Perhaps I’m not fully understanding your situation, but it seems to me that it would be very difficult to keep the cap below the NHL cap in a 30-team league with 40-man rosters. Under that scenario, pretty much every viable NHL player will be owned, and given the fact that the average NHL team is within a few million of the cap, I don’t see how you can reduce the cap and still expect 30 teams to fit under it; the numbers just don’t add up. In a league of that size and depth, I think you’re pretty much stuck with the NHL cap. If I’m missing something that would clarify your situation, let me know below in the comments and I’ll address it there.
Regarding prospects, as I said in my answer to Bomb Bastic, I’m in favour of requiring teams to call up prospects after 165 NHL games played. To prevent stashing, this number could be reduced, but then you may be forcing teams to dress young players that aren’t ready to contribute in a meaningful way.
You might also consider reducing the size of the roster/farm teams. While a super-deep league is attractive to freaks like me, the reality is that if your farm is more than 10-12 deep, there’s more guesswork than skill involved in filling out your farm, and many of your prospects will never see the light of day in the NHL. I’m in a league like yours (30 teams, deep farm teams) and I enjoy the challenge, but not many fantasy GM’s are knowledgeable enough to go 600 players deep into the minor leagues and junior circuits. Truthfully, I prefer my shallower league in which most teams have only 10-12 prospects. It allows every team to stock a nice selection of up-and-comers.
Question from Grapes: Hey, just wanted your take on open roster spots. It’s a Yahoo points-only keeper pool with monthly line-ups and no waivers. The problem arises when trades are made. I have had it happen twice, where the guys I have traded have left an open roster spot because the Commish doesn't set the new players into the roster in time. I have lost out on points as a result. It has happened to a couple other GM's as well. The answer from the Commish, "it happens to all of us so it will balance out." It hasn't happened to the Commish. Your thoughts?
It sounds to me like perhaps your commish has too much control over the process. As you know, when you make a trade in Yahoo, all traded players are placed on the bench of their new team, which usually creates roster holes. In my league (which is also a Yahoo league), it is the responsibility of each team to rectify that for themselves. As soon as the commissioner approves the trade, both teams receive an automatic e-mail from Yahoo telling them that the trade has been processed. They can then edit their own line-up for the next roster period to fill the holes.

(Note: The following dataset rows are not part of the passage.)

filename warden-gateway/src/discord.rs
use std::sync::Arc;
use std::time::Duration;

use async_trait::async_trait;
use serenity::all::{
    ChannelId, ChannelType, EditMember, EditMessage, EmojiId, GetMessages, GuildId, Http,
    HttpError, MessageId, ReactionType, Timestamp, UserId,
};
use tokio::time::sleep;
use tracing::{debug, warn};

use crate::error::classify_http;
use crate::{ChannelInfo, Gateway, GatewayError, MessageMeta, MessageRef, ReactionGlyph};

/// History page size; the platform caps one fetch at 100 messages.
const HISTORY_PAGE_SIZE: u8 = 100;

/// Discord-backed gateway. Holds the shared HTTP client and the pause
/// inserted between history pages to respect platform rate limits.
#[derive(Clone)]
pub struct DiscordGateway {
    http: Arc<Http>,
    page_delay: Duration,
}

impl DiscordGateway {
    pub fn new(http: Arc<Http>, page_delay: Duration) -> Self {
        Self { http, page_delay }
    }
}

fn map_err(source: serenity::Error, context: &str) -> GatewayError {
    match &source {
        serenity::Error::Http(HttpError::UnsuccessfulRequest(response)) => classify_http(
            response.status_code.as_u16(),
            response.error.code,
            context,
        ),
        _ => GatewayError::Transient(format!("{context}: {source}")),
    }
}

#[async_trait]
impl Gateway for DiscordGateway {
    async fn suppress_embeds(&self, message: MessageRef) -> Result<(), GatewayError> {
        ChannelId::new(message.channel_id)
            .edit_message(
                &self.http,
                MessageId::new(message.message_id),
                EditMessage::new().suppress_embeds(true),
            )
            .await
            .map(|_| ())
            .map_err(|source| map_err(source, "suppress embeds"))
    }

    async fn send_notice(
        &self,
        channel_id: u64,
        text: &str,
        ttl: Option<Duration>,
    ) -> Result<(), GatewayError> {
        let channel = ChannelId::new(channel_id);
        let notice = channel
            .say(&self.http, text)
            .await
            .map_err(|source| map_err(source, "send notice"))?;

        if let Some(ttl) = ttl {
            let http = self.http.clone();
            tokio::spawn(async move {
                sleep(ttl).await;
                if let Err(source) = channel.delete_message(&http, notice.id).await {
                    debug!(?source, "failed to expire transient notice");
                }
            });
        }

        Ok(())
    }

    async fn delete_message(&self, message: MessageRef) -> Result<(), GatewayError> {
        ChannelId::new(message.channel_id)
            .delete_message(&self.http, MessageId::new(message.message_id))
            .await
            .map_err(|source| map_err(source, "delete message"))
    }

    async fn list_recent_messages(
        &self,
        channel_id: u64,
        limit: u16,
    ) -> Result<Vec<MessageMeta>, GatewayError> {
        let channel = ChannelId::new(channel_id);
        let mut collected: Vec<MessageMeta> = Vec::new();
        let mut before: Option<MessageId> = None;

        while collected.len() < limit as usize {
            let remaining = limit as usize - collected.len();
            let page_size = remaining.min(HISTORY_PAGE_SIZE as usize) as u8;

            let get_messages = match before {
                Some(before_id) => GetMessages::new().before(before_id).limit(page_size),
                None => GetMessages::new().limit(page_size),
            };

            let messages = channel
                .messages(&self.http, get_messages)
                .await
                .map_err(|source| map_err(source, "list recent messages"))?;

            if messages.is_empty() {
                break;
            }

            before = messages.last().map(|message| message.id);

            let page_len = messages.len();
            collected.extend(messages.into_iter().map(|message| MessageMeta {
                message: MessageRef::new(channel_id, message.id.get()),
                author_id: message.author.id.get(),
            }));

            if page_len < page_size as usize {
                break;
            }

            sleep(self.page_delay).await;
        }

        Ok(collected)
    }

    async fn list_channels(&self, guild_id: u64) -> Result<Vec<ChannelInfo>, GatewayError> {
        let channels = GuildId::new(guild_id)
            .channels(&self.http)
            .await
            .map_err(|source| map_err(source, "list channels"))?;

        Ok(channels
            .values()
            .filter(|channel| {
                matches!(
                    channel.kind,
                    ChannelType::Text
                        | ChannelType::News
                        | ChannelType::PublicThread
                        | ChannelType::PrivateThread
                        | ChannelType::NewsThread
                )
            })
            .map(|channel| ChannelInfo {
                channel_id: channel.id.get(),
                name: channel.name.clone(),
            })
            .collect())
    }

    async fn mute_user(
        &self,
        guild_id: u64,
        user_id: u64,
        until_unix_secs: u64,
    ) -> Result<(), GatewayError> {
        let until = Timestamp::from_unix_timestamp(until_unix_secs as i64)
            .map_err(|source| GatewayError::Transient(format!("mute until timestamp: {source}")))?;

        let edit = EditMember::new().disable_communication_until_datetime(until);
        GuildId::new(guild_id)
            .edit_member(&self.http, UserId::new(user_id), edit)
            .await
            .map(|_| ())
            .map_err(|source| map_err(source, "mute user"))
    }

    async fn find_emoji(
        &self,
        guild_id: u64,
        name: &str,
    ) -> Result<Option<ReactionGlyph>, GatewayError> {
        let emojis = GuildId::new(guild_id)
            .emojis(&self.http)
            .await
            .map_err(|source| map_err(source, "find emoji"))?;

        Ok(emojis
            .into_iter()
            .find(|emoji| emoji.name == name)
            .map(|emoji| ReactionGlyph::Custom {
                id: emoji.id.get(),
                name: emoji.name,
            }))
    }

    async fn react_to_message(
        &self,
        message: MessageRef,
        glyph: &ReactionGlyph,
    ) -> Result<(), GatewayError> {
        let reaction = match glyph {
            ReactionGlyph::Custom { id, name } => ReactionType::Custom {
                animated: false,
                id: EmojiId::new(*id),
                name: Some(name.clone()),
            },
            ReactionGlyph::Unicode(glyph) => ReactionType::Unicode(glyph.clone()),
        };

        self.http
            .create_reaction(
                ChannelId::new(message.channel_id),
                MessageId::new(message.message_id),
                &reaction,
            )
            .await
            .map_err(|source| {
                // Reactions are cosmetic; callers only ever log this.
                warn!(?source, "failed to add flag reaction");
                map_err(source, "react to message")
            })
    }
}
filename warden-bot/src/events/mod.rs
pub mod moderation;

If I’m understanding you correctly, it sounds like your Commissioner has set it up so that only he can edit the lineup, and he’s failing to do so in time. Allowing teams to do it themselves puts the onus on them – if they fail to make the changes in time, they have no one to blame but themselves. So, the way I see it, the solution is to take the roster control out of the commissioner’s hands entirely. As a commish, I personally wouldn’t want that level of control over other people’s teams anyway.